From an early period, indeed, the peculiar advantages of the island had been obvious to many observers. In the seventeenth century, it had been used as a convenient station by the traders in contraband between France and Hamburg, and, for the same purposes, toward the end of the eighteenth and at the beginning of the nineteenth centuries, by British smugglers.
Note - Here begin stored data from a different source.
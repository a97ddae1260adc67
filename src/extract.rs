use scraper::{ElementRef, Html, Selector};
use std::collections::HashMap;
use tracing::debug;

use crate::config::Config;
use crate::record::ExtractedRecord;

/// Parse a CSS selector that is known at compile time
fn selector(css: &str) -> Selector {
    Selector::parse(css).expect("Invalid CSS selector")
}

/// Whitespace-normalized text of an element, descendants included
fn text_of(element: &ElementRef) -> String {
    element
        .text()
        .collect::<String>()
        .split_whitespace()
        .collect::<Vec<_>>()
        .join(" ")
}

/// Text of the first element matched by `css`, or None if nothing matches
pub fn first_text(document: &Html, css: &str) -> Option<String> {
    let sel = selector(css);
    document.select(&sel).next().map(|el| text_of(&el))
}

/// Texts of all elements matched by `css`, in document order
pub fn each_text(document: &Html, css: &str) -> Vec<String> {
    let sel = selector(css);
    document.select(&sel).map(|el| text_of(&el)).collect()
}

/// Attribute values of all elements matched by `css`, in document order.
/// Elements missing the attribute are skipped.
pub fn each_attr(document: &Html, css: &str, attr: &str) -> Vec<String> {
    let sel = selector(css);
    document
        .select(&sel)
        .filter_map(|el| el.value().attr(attr))
        .map(|value| value.trim().to_string())
        .collect()
}

/// Map from anchor visible text to href over every `a[href]` in the document.
/// Duplicate texts resolve to the last occurrence.
pub fn link_map(document: &Html) -> HashMap<String, String> {
    let sel = selector("a[href]");
    document
        .select(&sel)
        .filter_map(|el| {
            el.value()
                .attr("href")
                .map(|href| (text_of(&el), href.to_string()))
        })
        .collect()
}

/// Text directly contained by an element, excluding descendant text
pub fn own_text(element: &ElementRef) -> String {
    let mut out = String::new();
    for child in element.children() {
        if let scraper::Node::Text(text) = child.value() {
            out.push_str(&text.text);
        }
    }
    out.split_whitespace().collect::<Vec<_>>().join(" ")
}

/// Star count of the first pinned item, resolved through its fixed nesting:
/// container div, 2nd paragraph inside it, stargazers anchor inside that.
/// Each step is optional and a missing level short-circuits to None, since
/// this encodes a page layout that may not exist.
fn pinned_star_count(document: &Html) -> Option<String> {
    let container_sel = selector(Config::PINNED_ITEM_SELECTOR);
    let paragraph_sel = selector(Config::PINNED_PARAGRAPH_SELECTOR);
    let anchor_sel = selector(Config::STARGAZERS_ANCHOR_SELECTOR);

    let container = document.select(&container_sel).next()?;
    let paragraph = container
        .select(&paragraph_sel)
        .nth(Config::PINNED_PARAGRAPH_INDEX)?;
    let anchor = paragraph.select(&anchor_sel).next()?;
    Some(own_text(&anchor))
}

/// Evaluate the fixed selector rules against an HTML document and build the
/// record. Every rule is independent and non-fatal: a missing match yields
/// the field's default instead of an error.
///
/// # Examples
/// ```
/// use profile_scrape::extract_record;
///
/// let html = r#"<div class="h-card"><span class="p-nickname">skrapeit</span></div>"#;
/// let record = extract_record("OK", html);
/// assert_eq!(record.user_name, "skrapeit");
/// assert_eq!(record.overview_link, "not found");
/// ```
pub fn extract_record(status_message: &str, html: &str) -> ExtractedRecord {
    let document = Html::parse_document(html);

    // The repo selector feeds two fields: the filtered name list and the
    // positional third entry. Fewer than 3 matches leaves the latter empty.
    let repos = each_text(&document, Config::REPO_SELECTOR);
    let mut links = link_map(&document);

    let record = ExtractedRecord {
        http_message: status_message.to_string(),
        user_name: first_text(&document, Config::NICKNAME_SELECTOR).unwrap_or_default(),
        repository_name: repos
            .iter()
            .filter(|text| text.contains(Config::REPO_FILTER))
            .cloned()
            .collect(),
        the_third_repositories_name: repos
            .get(Config::THIRD_REPO_INDEX)
            .cloned()
            .unwrap_or_default(),
        first_three_hrefs: each_attr(&document, Config::HREF_SELECTOR, "href")
            .into_iter()
            .take(Config::MAX_LIST_ITEMS)
            .collect(),
        overview_link: links
            .remove(Config::OVERVIEW_LINK_TEXT)
            .unwrap_or_else(|| Config::OVERVIEW_FALLBACK.to_string()),
        first_three_image_sources: each_attr(&document, Config::IMAGE_SELECTOR, "src")
            .into_iter()
            .take(Config::MAX_LIST_ITEMS)
            .collect(),
        title: first_text(&document, Config::TITLE_SELECTOR).unwrap_or_default(),
        star_count: pinned_star_count(&document).unwrap_or_default(),
    };

    debug!(
        "extracted {} repo elements, {} hrefs, {} image sources",
        repos.len(),
        record.first_three_hrefs.len(),
        record.first_three_image_sources.len()
    );

    record
}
During the Danish blockade of the German ports in the Schleswig-Holstein War of 1848, its advantages had become so manifest to the then British Governor that he made a special report about it to the Colonial Office. "Possessing pilots of all the surrounding coasts and rivers and with its roadstead sufficient for a steam fleet," it would in an emergency, he had pointed out, "amply repay the small cost of its retention in time of peace." Other considerations had supervened, however, and, in 1890, after having been in British possession for more than eighty years, Heligoland had been ceded to Germany, to become, in due course, the keystone of her naval defenses.

Such then was the Bight of Heligoland, commanded at its centre by the rocky island itself; flanked on each side by the sentinel islands of the Frisian and Schleswig coasts; and with its tributary river-mouths each an intricate meshwork of shallow and treacherous sandbanks. Subject to fogs, and responding to its prevalent winds with short steep seas of peculiar violence, it had been mined and protected since the outbreak of war with every means that ingenuity could suggest. As for the island itself, from which all women and civilians, with the exception of five nurses, had been removed, new guns had been mounted there, houses pulled down, and trees felled to assist the gunners; and it is only when this is remembered that some idea becomes possible of all that was involved in those first patrols, and in the affair of outposts, as one officer has described it, afterward to be known as the Battle of the Bight.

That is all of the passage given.